I shook my head, but he didn’t uncover my mouth. Oh my God! He was going to kill Nevin. Right here in the concrete jungle.
I bit him.
You better believe he moved his hand after that, turning his angry eyes on me. I put my hand on my hip and wondered whether it was smart to attack a guy holding a knife. Huh. Well, too late.
“You are not going to slaughter him. He’s asleep, for God’s sake!”
Liam rolled his eyes very dramatically. They practically rolled right out of his head like marbles. He grabbed my hand, not so nicely this time, and pulled me back to the front of the house.
“I don’t think you understand the gravity of this situation,” he whispered. The throbbing vein in his forehead was back, pulsing out an angry beat. He probably had high blood pressure or something. I didn’t think that vein was healthy. “He’s here to kill you.”
I frowned. “But...he’s just lying there. Asleep.” It was attacking a man while he was down, like stabbing someone in the back. It just wasn’t fair.
Liam rubbed his forehead. Good, I thought, push that unhealthy vein back in. “Gavyn,” he said, his voice very, very patient, like he was talking to a three-year-old. I already decided I would ignore whatever came next on principle alone. “If I don’t kill him, he will continue to come after you. And kill you.”
“Can’t we just get up to the room and portal out of here?” It seemed like a perfectly logical option to me and it didn’t involve any bloodshed. Have I mentioned that I really hate blood? It seriously freaks me out. I turn green and sometimes I pass out. And don’t even get me started on the smell.
“He’ll follow us. Or he’ll kill this reality’s Gavyn. Do you want to be responsible for that death?”
Oh. Well, of course not. I didn’t want to see a two-armed version of me murdered either. I couldn’t imagine the kind of damage that would do to my psyche. While I debated this, Liam stood there, arms crossed, the blade of his knife winking in the porch light.
Nevin lumbered around the corner, fists curled. He had something in his hand, but it was too small for me to see. For a moron he moved fast. I hardly had time to squeal—I know, another stupid girl noise—before he was on us. He collided with Liam and sent him sprawling onto the concrete.
Ah, hell. Why hadn’t I let Liam kill him?
I backed away slowly, deer in the headlights. Liam was already up, knife raised.
But Nevin wasn’t paying attention to Liam. Nevin was staring at me with his unbelievably dark and scary eyes. He kind of resembled a peach-colored Frankenstein. Minus the bolts, of course. Nevin eat brainsss. Arrrggg....Okay, so not the time to be thinking about Nevin being a monster.
Except he was a monster. And he wanted to kill me.
“Liam,” I gasped as I backed into the concrete side of the house. There was nowhere else for me to go.

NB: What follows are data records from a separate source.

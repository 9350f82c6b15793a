//! Cursor glow trail: a short ribbon of fading circles following the
//! pointer on a full-viewport overlay canvas.

use std::collections::VecDeque;

use glam::Vec2;

use crate::api::effect::Effect;
use crate::input::{InputEvent, InputQueue};
use crate::render::sketch::{DrawOp, FrameSketch, Rgba};

/// Tuning constants for the cursor trail.
#[derive(Debug, Clone)]
pub struct TrailConfig {
    /// Maximum number of remembered pointer positions.
    pub max_points: usize,
    /// Radius of the newest circle; older ones shrink linearly to zero.
    pub max_radius: f32,
    /// Opacity of the newest circle.
    pub base_alpha: f32,
    /// Opacity lost across the length of the trail.
    pub alpha_falloff: f32,
    /// Trail hue.
    pub tint: Rgba,
}

impl Default for TrailConfig {
    fn default() -> Self {
        Self {
            max_points: 16,
            max_radius: 18.0,
            base_alpha: 0.14,
            alpha_falloff: 0.12,
            tint: Rgba::new(125, 200, 255, 1.0),
        }
    }
}

/// Bounded deque of recent pointer positions, newest first.
pub struct CursorTrail {
    config: TrailConfig,
    points: VecDeque<Vec2>,
}

impl CursorTrail {
    pub fn new(config: TrailConfig) -> Self {
        let capacity = config.max_points;
        Self {
            config,
            points: VecDeque::with_capacity(capacity),
        }
    }

    /// Record a pointer position as the newest trail point.
    pub fn push(&mut self, pos: Vec2) {
        self.points.push_front(pos);
        while self.points.len() > self.config.max_points {
            self.points.pop_back();
        }
    }

    pub fn len(&self) -> usize {
        self.points.len()
    }

    pub fn is_empty(&self) -> bool {
        self.points.is_empty()
    }

    /// Iterate from the newest point to the oldest.
    pub fn iter(&self) -> impl Iterator<Item = &Vec2> {
        self.points.iter()
    }

    /// Circle radius for the point at `index` along the trail.
    fn radius_at(&self, index: usize) -> f32 {
        (1.0 - index as f32 / self.points.len() as f32) * self.config.max_radius
    }

    /// Circle opacity for the point at `index` along the trail.
    fn alpha_at(&self, index: usize) -> f32 {
        self.config.base_alpha
            - (index as f32 / self.points.len() as f32) * self.config.alpha_falloff
    }
}

impl Effect for CursorTrail {
    // Default stage config: full-viewport overlay.

    fn resize(&mut self, _width: f32, _height: f32) {}

    fn update(&mut self, _dt_ms: f32, input: &InputQueue) {
        for event in input.iter() {
            match event {
                InputEvent::PointerMove { x, y } => self.push(Vec2::new(*x, *y)),
            }
        }
    }

    fn render(&self, sketch: &mut FrameSketch) {
        for (i, p) in self.points.iter().enumerate() {
            sketch.push(DrawOp::Circle {
                center: *p,
                radius: self.radius_at(i),
                fill: self.config.tint.with_alpha(self.alpha_at(i)),
            });
        }
    }
}

#[cfg(test)]
mod tests {
    use super::*;

    #[test]
    fn caps_at_max_points() {
        let mut trail = CursorTrail::new(TrailConfig::default());
        for i in 0..40 {
            trail.push(Vec2::new(i as f32, 0.0));
        }
        assert_eq!(trail.len(), 16);
    }

    #[test]
    fn newest_point_first() {
        let mut trail = CursorTrail::new(TrailConfig::default());
        trail.push(Vec2::new(1.0, 0.0));
        trail.push(Vec2::new(2.0, 0.0));
        assert_eq!(trail.iter().next().unwrap().x, 2.0);
    }

    #[test]
    fn circles_shrink_and_fade_along_trail() {
        let mut trail = CursorTrail::new(TrailConfig::default());
        for i in 0..16 {
            trail.push(Vec2::new(i as f32, i as f32));
        }
        let mut sketch = FrameSketch::new();
        sketch.begin(800.0, 600.0);
        trail.render(&mut sketch);
        assert_eq!(sketch.circle_count(), 16);

        let mut last_radius = f32::INFINITY;
        let mut last_alpha = f32::INFINITY;
        for op in sketch.ops() {
            if let DrawOp::Circle { radius, fill, .. } = op {
                assert!(*radius < last_radius, "radii must shrink");
                assert!(fill.a < last_alpha, "alphas must fade");
                last_radius = *radius;
                last_alpha = fill.a;
            }
        }
    }

    #[test]
    fn update_consumes_pointer_moves() {
        let mut trail = CursorTrail::new(TrailConfig::default());
        let mut input = InputQueue::new();
        input.push(InputEvent::PointerMove { x: 5.0, y: 6.0 });
        input.push(InputEvent::PointerMove { x: 7.0, y: 8.0 });
        trail.update(16.7, &input);
        assert_eq!(trail.len(), 2);
        assert_eq!(*trail.iter().next().unwrap(), Vec2::new(7.0, 8.0));
    }
}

Very agilely and lithe like a cat, Liam scaled Nevin and wrapped his legs around his waist. Nevin twisted first one direction and then the other, trying to throw Liam off. Liam, impervious to this, tightened his legs and held on, the blade of the knife gleaming as it caught the light. Nevin cuffed Liam in the side of the head with his fist. Liam ignored him. And then, like someone had yelled Go! Liam pressed the knife into Nevin’s throat and dragged a jagged line across his skin with the blade. I drew a sharp breath.

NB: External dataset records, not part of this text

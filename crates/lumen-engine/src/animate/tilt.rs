//! Tilt-on-hover math for project cards.

/// Limits for the hover tilt transform.
#[derive(Debug, Clone)]
pub struct TiltConfig {
    /// Max rotation around the X axis in degrees (vertical pointer travel).
    pub max_rot_x_deg: f32,
    /// Max rotation around the Y axis in degrees (horizontal pointer travel).
    pub max_rot_y_deg: f32,
    /// Uniform scale while hovered.
    pub scale: f32,
    /// CSS perspective distance in px.
    pub perspective_px: f32,
}

impl Default for TiltConfig {
    fn default() -> Self {
        Self {
            max_rot_x_deg: 10.0,
            max_rot_y_deg: 16.0,
            scale: 1.03,
            perspective_px: 900.0,
        }
    }
}

/// A computed card transform.
#[derive(Debug, Clone, Copy, PartialEq)]
pub struct TiltTransform {
    pub rot_x_deg: f32,
    pub rot_y_deg: f32,
    pub scale: f32,
}

impl TiltTransform {
    /// CSS transform string for the card's inline style.
    pub fn css(&self, config: &TiltConfig) -> String {
        format!(
            "perspective({}px) rotateX({}deg) rotateY({}deg) scale({})",
            config.perspective_px, self.rot_x_deg, self.rot_y_deg, self.scale
        )
    }
}

/// Transform for a pointer at normalized (px, py) within the card rect,
/// both in [0, 1] with (0, 0) the top-left corner. The card leans toward
/// the pointer: right half turns the card right, top half tips it back.
pub fn tilt_for_pointer(px: f32, py: f32, config: &TiltConfig) -> TiltTransform {
    TiltTransform {
        rot_x_deg: (0.5 - py) * config.max_rot_x_deg,
        rot_y_deg: (px - 0.5) * config.max_rot_y_deg,
        scale: config.scale,
    }
}

#[cfg(test)]
mod tests {
    use super::*;

    #[test]
    fn centered_pointer_is_flat() {
        let t = tilt_for_pointer(0.5, 0.5, &TiltConfig::default());
        assert_eq!(t.rot_x_deg, 0.0);
        assert_eq!(t.rot_y_deg, 0.0);
        assert_eq!(t.scale, 1.03);
    }

    #[test]
    fn right_edge_turns_right() {
        let t = tilt_for_pointer(1.0, 0.5, &TiltConfig::default());
        assert_eq!(t.rot_y_deg, 8.0);
        assert_eq!(t.rot_x_deg, 0.0);
    }

    #[test]
    fn top_edge_tips_back() {
        let t = tilt_for_pointer(0.5, 0.0, &TiltConfig::default());
        assert_eq!(t.rot_x_deg, 5.0);
        assert_eq!(t.rot_y_deg, 0.0);
    }

    #[test]
    fn css_transform_string() {
        let config = TiltConfig::default();
        let t = tilt_for_pointer(1.0, 0.0, &config);
        assert_eq!(
            t.css(&config),
            "perspective(900px) rotateX(5deg) rotateY(8deg) scale(1.03)"
        );
    }
}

“Oh my God!” I pressed my hand to my mouth. I wanted to puke.
Nevin’s face registered shock and then he crumpled to the ground. Liam jumped from his back and landed on his feet. He wiped the bloody blade on Nevin’s shirt before clicking it shut and shoving it back in his pocket.
Blood already pooled around Nevin. He was close enough now that I could see the gleam of a hypodermic needle in his thick fingers. My legs threatened to give out. I flailed my arm, searching for what, I don’t know.

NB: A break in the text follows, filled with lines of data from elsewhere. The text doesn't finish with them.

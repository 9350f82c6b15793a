//! Progress bars and circular meters, animated on first view.

use std::cell::RefCell;
use std::rc::Rc;

use gloo::render::{request_animation_frame, AnimationFrame};
use wasm_bindgen::prelude::Closure;
use wasm_bindgen::{JsCast, JsValue};
use web_sys::{
    Document, Element, HtmlElement, IntersectionObserver, IntersectionObserverEntry,
    IntersectionObserverInit,
};

use lumen_engine::{FrameClock, MeterSweep, RingGeometry};

const METER_SELECTOR: &str = ".prog-fill, .meter";
const METER_THRESHOLD: f64 = 0.3;
const SVG_NS: &str = "http://www.w3.org/2000/svg";
/// Gradient stops for the meter ring stroke.
const RING_STOPS: (&str, &str) = ("#66f0d4", "#7dd3fc");

pub fn install(document: &Document) -> Result<(), JsValue> {
    let nodes = document.query_selector_all(METER_SELECTOR)?;
    if nodes.length() == 0 {
        log::debug!("meters: nothing to animate");
        return Ok(());
    }

    let doc = document.clone();
    let callback = Closure::<dyn FnMut(js_sys::Array, IntersectionObserver)>::new(
        move |entries: js_sys::Array, observer: IntersectionObserver| {
            for entry in entries.iter() {
                let Ok(entry) = entry.dyn_into::<IntersectionObserverEntry>() else {
                    continue;
                };
                if !entry.is_intersecting() {
                    continue;
                }
                let target = entry.target();
                if target.class_list().contains("prog-fill") {
                    fill_progress_bar(&target);
                } else if target.class_list().contains("meter") {
                    if let Err(err) = start_meter(&doc, &target) {
                        log::warn!("meter: failed to build ring: {:?}", err);
                    }
                }
                observer.unobserve(&target);
            }
        },
    );

    let options = IntersectionObserverInit::new();
    options.set_threshold(&JsValue::from_f64(METER_THRESHOLD));
    let observer =
        IntersectionObserver::new_with_options(callback.as_ref().unchecked_ref(), &options)?;
    callback.forget();

    for i in 0..nodes.length() {
        let Some(node) = nodes.get(i) else {
            continue;
        };
        let Ok(el) = node.dyn_into::<Element>() else {
            continue;
        };
        observer.observe(&el);
    }
    Ok(())
}

/// Width animates through the page's CSS transition; we only set the
/// target percentage from `data-fill`.
fn fill_progress_bar(el: &Element) {
    let value = el.get_attribute("data-fill").unwrap_or_else(|| "60".into());
    if let Some(html) = el.dyn_ref::<HtmlElement>() {
        let _ = html.style().set_property("width", &format!("{}%", value));
    }
}

/// Build the SVG ring inside the meter node and start its sweep.
fn start_meter(document: &Document, node: &Element) -> Result<(), JsValue> {
    let value = node
        .get_attribute("data-value")
        .and_then(|v| v.parse::<f32>().ok())
        .unwrap_or(0.6);
    let geometry = RingGeometry::default();
    let sweep = MeterSweep::new(value, geometry);
    let size = geometry.size;
    let circumference = geometry.circumference();

    let svg = document.create_element_ns(Some(SVG_NS), "svg")?;
    svg.set_attribute("width", &size.to_string())?;
    svg.set_attribute("height", &size.to_string())?;
    svg.set_attribute("viewBox", &format!("0 0 {} {}", size, size))?;

    let defs = document.create_element_ns(Some(SVG_NS), "defs")?;
    let gradient = document.create_element_ns(Some(SVG_NS), "linearGradient")?;
    gradient.set_attribute("id", "g")?;
    gradient.set_attribute("x1", "0%")?;
    gradient.set_attribute("y1", "0%")?;
    gradient.set_attribute("x2", "100%")?;
    gradient.set_attribute("y2", "0%")?;
    let stop1 = document.create_element_ns(Some(SVG_NS), "stop")?;
    stop1.set_attribute("offset", "0%")?;
    stop1.set_attribute("stop-color", RING_STOPS.0)?;
    let stop2 = document.create_element_ns(Some(SVG_NS), "stop")?;
    stop2.set_attribute("offset", "100%")?;
    stop2.set_attribute("stop-color", RING_STOPS.1)?;
    gradient.append_child(&stop1)?;
    gradient.append_child(&stop2)?;
    defs.append_child(&gradient)?;

    let bg = ring_circle(document, geometry)?;
    bg.set_attribute("stroke", "rgba(255,255,255,0.06)")?;

    let fg = ring_circle(document, geometry)?;
    fg.set_attribute("stroke", "url(#g)")?;
    fg.set_attribute("stroke-linecap", "round")?;
    fg.set_attribute(
        "transform",
        &format!("rotate(-90 {} {})", size / 2.0, size / 2.0),
    )?;
    fg.set_attribute(
        "stroke-dasharray",
        &format!("{} {}", circumference, circumference),
    )?;
    fg.set_attribute("stroke-dashoffset", &circumference.to_string())?;

    svg.append_child(&defs)?;
    svg.append_child(&bg)?;
    svg.append_child(&fg)?;
    node.set_inner_html("");
    node.append_child(&svg)?;

    animate_sweep(node.clone(), fg, sweep);
    Ok(())
}

fn ring_circle(document: &Document, geometry: RingGeometry) -> Result<Element, JsValue> {
    let circle = document.create_element_ns(Some(SVG_NS), "circle")?;
    circle.set_attribute("cx", &(geometry.size / 2.0).to_string())?;
    circle.set_attribute("cy", &(geometry.size / 2.0).to_string())?;
    circle.set_attribute("r", &geometry.radius().to_string())?;
    circle.set_attribute("stroke-width", &geometry.stroke.to_string())?;
    circle.set_attribute("fill", "none")?;
    Ok(circle)
}

struct SweepStage {
    meter: Element,
    ring: Element,
    sweep: MeterSweep,
    clock: FrameClock,
    frame: Option<AnimationFrame>,
}

/// Drive the dash offset with a short-lived frame loop that ends when
/// the sweep settles, then attach the percent label.
fn animate_sweep(meter: Element, ring: Element, sweep: MeterSweep) {
    let stage = Rc::new(RefCell::new(SweepStage {
        meter,
        ring,
        sweep,
        clock: FrameClock::new(),
        frame: None,
    }));
    schedule_sweep(&stage);
}

fn schedule_sweep(stage: &Rc<RefCell<SweepStage>>) {
    let shared = Rc::clone(stage);
    let handle = request_animation_frame(move |timestamp_ms| {
        let done = {
            let mut s = shared.borrow_mut();
            s.frame.take();
            let dt = s.clock.delta(timestamp_ms);
            let offset = s.sweep.tick(dt);
            let _ = s.ring.set_attribute("stroke-dashoffset", &offset.to_string());
            s.sweep.done()
        };
        if done {
            let s = shared.borrow();
            if let Err(err) = attach_label(&s.meter, &s.sweep) {
                log::warn!("meter: label failed: {:?}", err);
            }
        } else {
            schedule_sweep(&shared);
        }
    });
    stage.borrow_mut().frame = Some(handle);
}

/// Centered percent label added once the sweep settles.
fn attach_label(meter: &Element, sweep: &MeterSweep) -> Result<(), JsValue> {
    let Some(document) = meter.owner_document() else {
        return Ok(());
    };
    let label = document.create_element("div")?;
    if let Some(html) = label.dyn_ref::<HtmlElement>() {
        let style = html.style();
        let _ = style.set_property("position", "absolute");
        let _ = style.set_property("font-size", "13px");
        let _ = style.set_property("font-weight", "700");
        let _ = style.set_property("color", "var(--txt)");
        let _ = style.set_property("top", "40%");
        let _ = style.set_property("transform", "translateY(-50%)");
    }
    label.set_text_content(Some(&sweep.percent_label()));
    meter.append_child(&label)?;
    Ok(())
}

Liam held out his hand to me. “Come on, we’ve gotta go.”
I shook my head, still pressed against the cool concrete wall. Liam’s hand was covered with Nevin’s blood. Nausea curdled my stomach. I leaned over and puked drunken noodles all over Liam’s totally badass boots. They tasted way better going down than they did coming back up.
Liam smiled tightly at me. “I guess I deserved that.”
While I watched, still mortified/nauseated/horrified/shocked, Liam unlaced his boots and left them next to Nevin. He removed Nevin’s boots and tied them on his own feet. Liam’s socks had little Superman symbols all over them. Nevin’s were plain white. My empty stomach ached.
“Damn,” he said, grabbing my arm and dragging me toward the house. My shaky legs rebelled as he pulled, trying to keep me in one spot. “I really liked those boots.” He threw one last mournful glance over his shoulder.
I was still woozy and not myself, so I stumbled along behind him. I felt like I’d stepped onto a boat in the middle of rough seas. The ground lurched one direction then the other. It took all my strength not to puke again. There was a suspicious scarlet streak on my arm that I didn’t want to think too hard about. Plus red had seeped into the cuticles around Liam’s nails.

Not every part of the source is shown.